Onun ayrıcalıklı yalnızlığında doyuma ulaşmaya çalışmak; beni de ayrıcalıklı kılarmıydı?
Onun ucu bucağı belli olmayan gücü beni teselli edebilirmiydi?
Ona sığınmama izin verirmiydi?
Onun sarhoşluğunda huzur bulmaya çalışmak elimi kolumu bağlıyordu.
sığ duvarlar arasında sıkışmış kalmışken çaremi onun çaresizliğinde bulabilirmiydim ?
Amaçsızca sürüklenişin ne demek olduğunu hissetmekti onu tanımak.
Kayalara çarpan dalgalar misali acımasız mıydı ?
Beni incitirmiydi acaba?
Soluk almak güçleştiğinde benim için kapısını aralarmıydı?
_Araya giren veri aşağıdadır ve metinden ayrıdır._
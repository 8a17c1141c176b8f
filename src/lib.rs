pub mod config;
pub mod error;
pub mod extract;
pub mod geometry;
pub mod media;
pub mod model;
pub mod report;
pub mod select;
pub mod session;
pub mod store;
pub mod upload;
Her yanımı saran hiçlik duygusu ona erişebilme imkanı sağlayabilirmiydi?
Zaman, benim ve onun etrafında dönüyordu adeta.
Belki de zamanın en büyük düşmanıydım.
Belki de zamanı omuzlarımdan atıp silkelenmek istiyordum.
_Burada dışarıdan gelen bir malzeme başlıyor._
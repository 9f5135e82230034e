//! Plain evaluations of the partition count.
//!
//! Two deliberately simple twins of the worklist engine in the crate root: a
//! direct-recursion version of the same recurrence, and an exhaustive
//! enumerator that materializes every partition. Both serve as oracles for
//! the test suite and as baselines for `benches/partition_count.rs`. Neither
//! is meant for large `n`: the recursion leans on the call stack the
//! worklist exists to avoid, and the enumerator's output grows as fast as
//! p(n) itself.

/// Direct-recursion count of the partitions of `n` with parts <= `max_part`.
///
/// Same recurrence and bound clamping as [`crate::PartitionCounter`], no
/// memo, call depth proportional to the clamped bound.
pub fn count_recursive(n: u32, max_part: u32) -> u64 {
    let bound = max_part.min(n).max(1);
    if n == 0 || bound == 1 {
        return 1;
    }
    let mut total = 0;
    let mut rest = n % bound;
    loop {
        total += count_recursive(rest, bound - 1);
        if rest == n {
            return total;
        }
        rest += bound;
    }
}

/// Every partition of `n`, parts in non-increasing order.
pub fn partitions(n: u32) -> Vec<Vec<u32>> {
    partitions_with_max_part(n, n)
}

/// Every partition of `n` whose parts are all <= `max_part`, parts in
/// non-increasing order.
///
/// Unlike the counter, this does not lift a bound of 0 to 1: with no parts
/// allowed there is nothing to enumerate, so for n > 0 the result is empty.
pub fn partitions_with_max_part(n: u32, max_part: u32) -> Vec<Vec<u32>> {
    let mut found = Vec::new();
    let mut prefix = Vec::new();
    extend(n, max_part.min(n), &mut prefix, &mut found);
    found
}

/// Backtracking helper: grow `prefix` with parts <= `largest` until the
/// remainder reaches zero.
fn extend(remainder: u32, largest: u32, prefix: &mut Vec<u32>, found: &mut Vec<Vec<u32>>) {
    if remainder == 0 {
        found.push(prefix.clone());
        return;
    }
    let mut part = largest.min(remainder);
    while part >= 1 {
        prefix.push(part);
        extend(remainder - part, part, prefix, found);
        prefix.pop();
        part -= 1;
    }
}

#[cfg(test)]
mod tests {
    use super::*;
    use crate::PartitionCounter;

    #[test]
    fn enumerates_the_partitions_of_four() {
        let expected = [
            vec![4],
            vec![3, 1],
            vec![2, 2],
            vec![2, 1, 1],
            vec![1, 1, 1, 1],
        ];
        assert_eq!(partitions(4), expected);
    }

    #[test]
    fn zero_has_exactly_the_empty_partition() {
        assert_eq!(partitions(0), vec![Vec::<u32>::new()]);
    }

    #[test]
    fn every_enumerated_partition_is_ordered_and_sums_to_n() {
        for n in 0..=12 {
            for partition in partitions(n) {
                assert_eq!(partition.iter().sum::<u32>(), n);
                assert!(partition.windows(2).all(|w| w[0] >= w[1]), "{partition:?}");
            }
        }
    }

    #[test]
    fn bound_of_zero_enumerates_nothing() {
        assert!(partitions_with_max_part(5, 0).is_empty());
    }

    #[test]
    fn recursive_count_matches_known_values() {
        assert_eq!(count_recursive(0, 0), 1);
        assert_eq!(count_recursive(5, 5), 7);
        assert_eq!(count_recursive(5, 2), 3);
        assert_eq!(count_recursive(10, 10), 42);
    }

    #[test]
    fn recursive_count_agrees_with_the_worklist() {
        let mut counter = PartitionCounter::new();
        for n in 0..=30 {
            assert_eq!(count_recursive(n, n), counter.count(n), "n = {n}");
        }
        for n in 0..=15 {
            for k in 1..=n + 2 {
                assert_eq!(
                    count_recursive(n, k),
                    counter.count_with_max_part(n, k),
                    "n = {n}, k = {k}"
                );
            }
        }
    }

    #[test]
    fn enumeration_agrees_with_the_worklist() {
        let mut counter = PartitionCounter::new();
        for n in 0..=20 {
            assert_eq!(partitions(n).len() as u64, counter.count(n), "n = {n}");
        }
        for n in 0..=15 {
            for k in 1..=n + 2 {
                assert_eq!(
                    partitions_with_max_part(n, k).len() as u64,
                    counter.count_with_max_part(n, k),
                    "n = {n}, k = {k}"
                );
            }
        }
    }
}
Karanlığın ardında zamanın yüzüne özlem duyarmıydım ?
Belki de kim bilir...
Zamanın önünde eğilen,
Zamanın kutsallığı altında yollarına devam etmek isteyenler vardı düşüncelerimde
Kimler mi?
Benim için anı, zaman için düş olan; zamanın sahte dostları...
O anda bir umut belirir insanın içinde
Elbette ki o an benim için umut ; hiçliğin getireceği huzurun kalp atışlarının simgesiydi.
O an geldiğinde ufka doğru bakıp hissettiklerimin gerçekliğine şahit olmak ve
avuçlarıma süzülemeyen veda gözyaşlarım anlamların anlamsızlığıydı.
YORUMLAR
Henüz yorum yapılmamış.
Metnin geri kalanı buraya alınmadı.